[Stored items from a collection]
● ● ● ● ●
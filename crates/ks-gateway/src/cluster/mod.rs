//! Cluster API access

mod kube;

pub use kube::KubeClient;
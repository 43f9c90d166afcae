//! Kubernetes object manifests
//!
//! Only the fields kubeshell writes are modeled. Everything else the API
//! server returns is ignored on deserialization.

use serde::{Deserialize, Serialize};
use std::collections::BTreeMap;

/// Object metadata
#[derive(Debug, Clone, Default, PartialEq, Eq, Serialize, Deserialize)]
pub struct ObjectMeta {
    #[serde(default)]
    pub name: String,
    #[serde(default, skip_serializing_if = "Option::is_none")]
    pub namespace: Option<String>,
    #[serde(default, skip_serializing_if = "BTreeMap::is_empty")]
    pub labels: BTreeMap<String, String>,
}

impl ObjectMeta {
    /// Metadata for a cluster-scoped object
    pub fn named(name: impl Into<String>) -> Self {
        Self {
            name: name.into(),
            ..Self::default()
        }
    }
}

/// `v1/Namespace`
#[derive(Debug, Clone, PartialEq, Eq, Serialize, Deserialize)]
#[serde(rename_all = "camelCase")]
pub struct Namespace {
    pub api_version: String,
    pub kind: String,
    pub metadata: ObjectMeta,
}

impl Namespace {
    /// Namespace manifest with the given name
    pub fn new(name: impl Into<String>) -> Self {
        Self {
            api_version: "v1".to_string(),
            kind: "Namespace".to_string(),
            metadata: ObjectMeta::named(name),
        }
    }
}

/// `apps/v1/Deployment`
#[derive(Debug, Clone, PartialEq, Eq, Serialize, Deserialize)]
#[serde(rename_all = "camelCase")]
pub struct Deployment {
    pub api_version: String,
    pub kind: String,
    pub metadata: ObjectMeta,
    pub spec: DeploymentSpec,
}

#[derive(Debug, Clone, PartialEq, Eq, Serialize, Deserialize)]
#[serde(rename_all = "camelCase")]
pub struct DeploymentSpec {
    pub replicas: i32,
    pub selector: LabelSelector,
    pub template: PodTemplateSpec,
}

#[derive(Debug, Clone, PartialEq, Eq, Serialize, Deserialize)]
#[serde(rename_all = "camelCase")]
pub struct LabelSelector {
    pub match_labels: BTreeMap<String, String>,
}

#[derive(Debug, Clone, PartialEq, Eq, Serialize, Deserialize)]
pub struct PodTemplateSpec {
    pub metadata: ObjectMeta,
    pub spec: PodSpec,
}

#[derive(Debug, Clone, PartialEq, Eq, Serialize, Deserialize)]
pub struct PodSpec {
    pub containers: Vec<Container>,
}

#[derive(Debug, Clone, PartialEq, Eq, Serialize, Deserialize)]
pub struct Container {
    pub name: String,
    pub image: String,
    #[serde(default)]
    pub ports: Vec<ContainerPort>,
}

#[derive(Debug, Clone, PartialEq, Eq, Serialize, Deserialize)]
#[serde(rename_all = "camelCase")]
pub struct ContainerPort {
    pub container_port: u16,
}

/// `v1/Service`
#[derive(Debug, Clone, PartialEq, Eq, Serialize, Deserialize)]
#[serde(rename_all = "camelCase")]
pub struct Service {
    pub api_version: String,
    pub kind: String,
    pub metadata: ObjectMeta,
    pub spec: ServiceSpec,
}

#[derive(Debug, Clone, PartialEq, Eq, Serialize, Deserialize)]
pub struct ServiceSpec {
    #[serde(rename = "type")]
    pub service_type: String,
    pub selector: BTreeMap<String, String>,
    pub ports: Vec<ServicePort>,
}

#[derive(Debug, Clone, PartialEq, Eq, Serialize, Deserialize)]
#[serde(rename_all = "camelCase")]
pub struct ServicePort {
    pub protocol: String,
    pub port: u16,
    pub target_port: u16,
    #[serde(default, skip_serializing_if = "Option::is_none")]
    pub node_port: Option<u16>,
}

/// Generic `*List` response, e.g. `NamespaceList`
#[derive(Debug, Clone, Deserialize)]
pub struct ObjectList<T> {
    #[serde(default = "Vec::new")]
    pub items: Vec<T>,
}

/// Any object, reduced to its metadata
#[derive(Debug, Clone, Deserialize)]
pub struct NamedObject {
    #[serde(default)]
    pub metadata: ObjectMeta,
}
//! Client wire protocol
//!
//! Control messages are JSON text frames tagged by `type`. Shell output is
//! sent to the client as binary frames carrying the exact bytes the remote
//! shell produced.

use serde::{Deserialize, Serialize};

use crate::error::{ErrorKind, GatewayError};
use crate::types::{ClientId, ConnectionId, SessionId, SshTarget};

/// Message from a client to the gateway
#[derive(Debug, Clone, Serialize, Deserialize)]
#[serde(tag = "type", rename_all = "snake_case")]
pub enum ClientMessage {
    /// Open a connection and an interactive shell
    ConnectSsh(SshTarget),

    /// Write text to the client's shell
    ShellMessage { data: String },
}

/// Event pushed from the gateway to a client
#[derive(Debug, Clone, PartialEq, Eq, Serialize, Deserialize)]
#[serde(tag = "type", rename_all = "snake_case")]
pub enum ServerEvent {
    /// Connection and shell are open
    Connected {
        client_id: ClientId,
        connection_id: ConnectionId,
        session_id: SessionId,
    },

    /// The remote shell ended
    ShellClosed { session_id: SessionId },

    /// Credentials were rejected
    Rejected { message: String },

    /// A request failed
    Error { kind: ErrorKind, message: String },
}

impl ServerEvent {
    /// Map a failure onto the event reported to the client
    pub fn from_error(error: &GatewayError) -> Self {
        match error {
            GatewayError::Unauthorized => ServerEvent::Rejected {
                message: error.to_string(),
            },
            other => ServerEvent::Error {
                kind: other.kind(),
                message: other.to_string(),
            },
        }
    }
}

#[cfg(test)]
mod tests {
    use super::*;
    use crate::types::SshAuth;
    use serde_json::json;

    #[test]
    fn test_parse_connect_ssh() {
        let msg: ClientMessage = serde_json::from_value(json!({
            "type": "connect_ssh",
            "host": "10.0.0.2",
            "username": "root",
            "auth": { "method": "password", "password": "toor" }
        }))
        .unwrap();

        let ClientMessage::ConnectSsh(target) = msg else {
            panic!("expected connect_ssh");
        };
        assert_eq!(target.address(), "10.0.0.2:22");
        assert!(matches!(target.auth, SshAuth::Password { .. }));
    }

    #[test]
    fn test_parse_shell_message() {
        let msg: ClientMessage =
            serde_json::from_str(r#"{"type":"shell_message","data":"ls\n"}"#).unwrap();
        assert!(matches!(msg, ClientMessage::ShellMessage { data } if data == "ls\n"));
    }

    #[test]
    fn test_unauthorized_becomes_rejected() {
        let event = ServerEvent::from_error(&GatewayError::Unauthorized);
        assert!(matches!(event, ServerEvent::Rejected { .. }));

        let event = ServerEvent::from_error(&GatewayError::ConnectionClosed(ConnectionId(4)));
        assert_eq!(
            serde_json::to_value(&event).unwrap(),
            json!({
                "type": "error",
                "kind": "connection_closed",
                "message": "Connection conn-4 is closed"
            })
        );
    }

    #[test]
    fn test_connected_event_shape() {
        let event = ServerEvent::Connected {
            client_id: ClientId::new("abc"),
            connection_id: ConnectionId(0),
            session_id: SessionId(0),
        };
        assert_eq!(
            serde_json::to_value(&event).unwrap(),
            json!({"type": "connected", "client_id": "abc", "connection_id": 0, "session_id": 0})
        );
    }
}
● ● ● ● ●
## Prompt
All of the records go in your answer, copied exactly.

## Reply to the task
filename crates/ks-gateway/src/cluster/mod.rs
//! Cluster API access

mod kube;

pub use kube::KubeClient;
repository 43f9c90d166afcae
//! Kubernetes object manifests
//!
//! Only the fields kubeshell writes are modeled. Everything else the API
//! server returns is ignored on deserialization.

use serde::{Deserialize, Serialize};
use std::collections::BTreeMap;

/// Object metadata
#[derive(Debug, Clone, Default, PartialEq, Eq, Serialize, Deserialize)]
pub struct ObjectMeta {
    #[serde(default)]
    pub name: String,
    #[serde(default, skip_serializing_if = "Option::is_none")]
    pub namespace: Option<String>,
    #[serde(default, skip_serializing_if = "BTreeMap::is_empty")]
    pub labels: BTreeMap<String, String>,
}

impl ObjectMeta {
    /// Metadata for a cluster-scoped object
    pub fn named(name: impl Into<String>) -> Self {
        Self {
            name: name.into(),
            ..Self::default()
        }
    }
}

/// `v1/Namespace`
#[derive(Debug, Clone, PartialEq, Eq, Serialize, Deserialize)]
#[serde(rename_all = "camelCase")]
pub struct Namespace {
    pub api_version: String,
    pub kind: String,
    pub metadata: ObjectMeta,
}

impl Namespace {
    /// Namespace manifest with the given name
    pub fn new(name: impl Into<String>) -> Self {
        Self {
            api_version: "v1".to_string(),
            kind: "Namespace".to_string(),
            metadata: ObjectMeta::named(name),
        }
    }
}

/// `apps/v1/Deployment`
#[derive(Debug, Clone, PartialEq, Eq, Serialize, Deserialize)]
#[serde(rename_all = "camelCase")]
pub struct Deployment {
    pub api_version: String,
    pub kind: String,
    pub metadata: ObjectMeta,
    pub spec: DeploymentSpec,
}

#[derive(Debug, Clone, PartialEq, Eq, Serialize, Deserialize)]
#[serde(rename_all = "camelCase")]
pub struct DeploymentSpec {
    pub replicas: i32,
    pub selector: LabelSelector,
    pub template: PodTemplateSpec,
}

#[derive(Debug, Clone, PartialEq, Eq, Serialize, Deserialize)]
#[serde(rename_all = "camelCase")]
pub struct LabelSelector {
    pub match_labels: BTreeMap<String, String>,
}

#[derive(Debug, Clone, PartialEq, Eq, Serialize, Deserialize)]
pub struct PodTemplateSpec {
    pub metadata: ObjectMeta,
    pub spec: PodSpec,
}

#[derive(Debug, Clone, PartialEq, Eq, Serialize, Deserialize)]
pub struct PodSpec {
    pub containers: Vec<Container>,
}

#[derive(Debug, Clone, PartialEq, Eq, Serialize, Deserialize)]
pub struct Container {
    pub name: String,
    pub image: String,
    #[serde(default)]
    pub ports: Vec<ContainerPort>,
}

#[derive(Debug, Clone, PartialEq, Eq, Serialize, Deserialize)]
#[serde(rename_all = "camelCase")]
pub struct ContainerPort {
    pub container_port: u16,
}

/// `v1/Service`
#[derive(Debug, Clone, PartialEq, Eq, Serialize, Deserialize)]
#[serde(rename_all = "camelCase")]
pub struct Service {
    pub api_version: String,
    pub kind: String,
    pub metadata: ObjectMeta,
    pub spec: ServiceSpec,
}

#[derive(Debug, Clone, PartialEq, Eq, Serialize, Deserialize)]
pub struct ServiceSpec {
    #[serde(rename = "type")]
    pub service_type: String,
    pub selector: BTreeMap<String, String>,
    pub ports: Vec<ServicePort>,
}

#[derive(Debug, Clone, PartialEq, Eq, Serialize, Deserialize)]
#[serde(rename_all = "camelCase")]
pub struct ServicePort {
    pub protocol: String,
    pub port: u16,
    pub target_port: u16,
    #[serde(default, skip_serializing_if = "Option::is_none")]
    pub node_port: Option<u16>,
}

/// Generic `*List` response, e.g. `NamespaceList`
#[derive(Debug, Clone, Deserialize)]
pub struct ObjectList<T> {
    #[serde(default = "Vec::new")]
    pub items: Vec<T>,
}

/// Any object, reduced to its metadata
#[derive(Debug, Clone, Deserialize)]
pub struct NamedObject {
    #[serde(default)]
    pub metadata: ObjectMeta,
}
//! Client wire protocol
//!
//! Control messages are JSON text frames tagged by `type`. Shell output is
//! sent to the client as binary frames carrying the exact bytes the remote
//! shell produced.

use serde::{Deserialize, Serialize};

use crate::error::{ErrorKind, GatewayError};
use crate::types::{ClientId, ConnectionId, SessionId, SshTarget};

/// Message from a client to the gateway
#[derive(Debug, Clone, Serialize, Deserialize)]
#[serde(tag = "type", rename_all = "snake_case")]
pub enum ClientMessage {
    /// Open a connection and an interactive shell
    ConnectSsh(SshTarget),

    /// Write text to the client's shell
    ShellMessage { data: String },
}

/// Event pushed from the gateway to a client
#[derive(Debug, Clone, PartialEq, Eq, Serialize, Deserialize)]
#[serde(tag = "type", rename_all = "snake_case")]
pub enum ServerEvent {
    /// Connection and shell are open
    Connected {
        client_id: ClientId,
        connection_id: ConnectionId,
        session_id: SessionId,
    },

    /// The remote shell ended
    ShellClosed { session_id: SessionId },

    /// Credentials were rejected
    Rejected { message: String },

    /// A request failed
    Error { kind: ErrorKind, message: String },
}

impl ServerEvent {
    /// Map a failure onto the event reported to the client
    pub fn from_error(error: &GatewayError) -> Self {
        match error {
            GatewayError::Unauthorized => ServerEvent::Rejected {
                message: error.to_string(),
            },
            other => ServerEvent::Error {
                kind: other.kind(),
                message: other.to_string(),
            },
        }
    }
}

#[cfg(test)]
mod tests {
    use super::*;
    use crate::types::SshAuth;
    use serde_json::json;

    #[test]
    fn test_parse_connect_ssh() {
        let msg: ClientMessage = serde_json::from_value(json!({
            "type": "connect_ssh",
            "host": "10.0.0.2",
            "username": "root",
            "auth": { "method": "password", "password": "toor" }
        }))
        .unwrap();

        let ClientMessage::ConnectSsh(target) = msg else {
            panic!("expected connect_ssh");
        };
        assert_eq!(target.address(), "10.0.0.2:22");
        assert!(matches!(target.auth, SshAuth::Password { .. }));
    }

    #[test]
    fn test_parse_shell_message() {
        let msg: ClientMessage =
            serde_json::from_str(r#"{"type":"shell_message","data":"ls\n"}"#).unwrap();
        assert!(matches!(msg, ClientMessage::ShellMessage { data } if data == "ls\n"));
    }

    #[test]
    fn test_unauthorized_becomes_rejected() {
        let event = ServerEvent::from_error(&GatewayError::Unauthorized);
        assert!(matches!(event, ServerEvent::Rejected { .. }));

        let event = ServerEvent::from_error(&GatewayError::ConnectionClosed(ConnectionId(4)));
        assert_eq!(
            serde_json::to_value(&event).unwrap(),
            json!({
                "type": "error",
                "kind": "connection_closed",
                "message": "Connection conn-4 is closed"
            })
        );
    }

    #[test]
    fn test_connected_event_shape() {
        let event = ServerEvent::Connected {
            client_id: ClientId::new("abc"),
            connection_id: ConnectionId(0),
            session_id: SessionId(0),
        };
        assert_eq!(
            serde_json::to_value(&event).unwrap(),
            json!({"type": "connected", "client_id": "abc", "connection_id": 0, "session_id": 0})
        );
    }
}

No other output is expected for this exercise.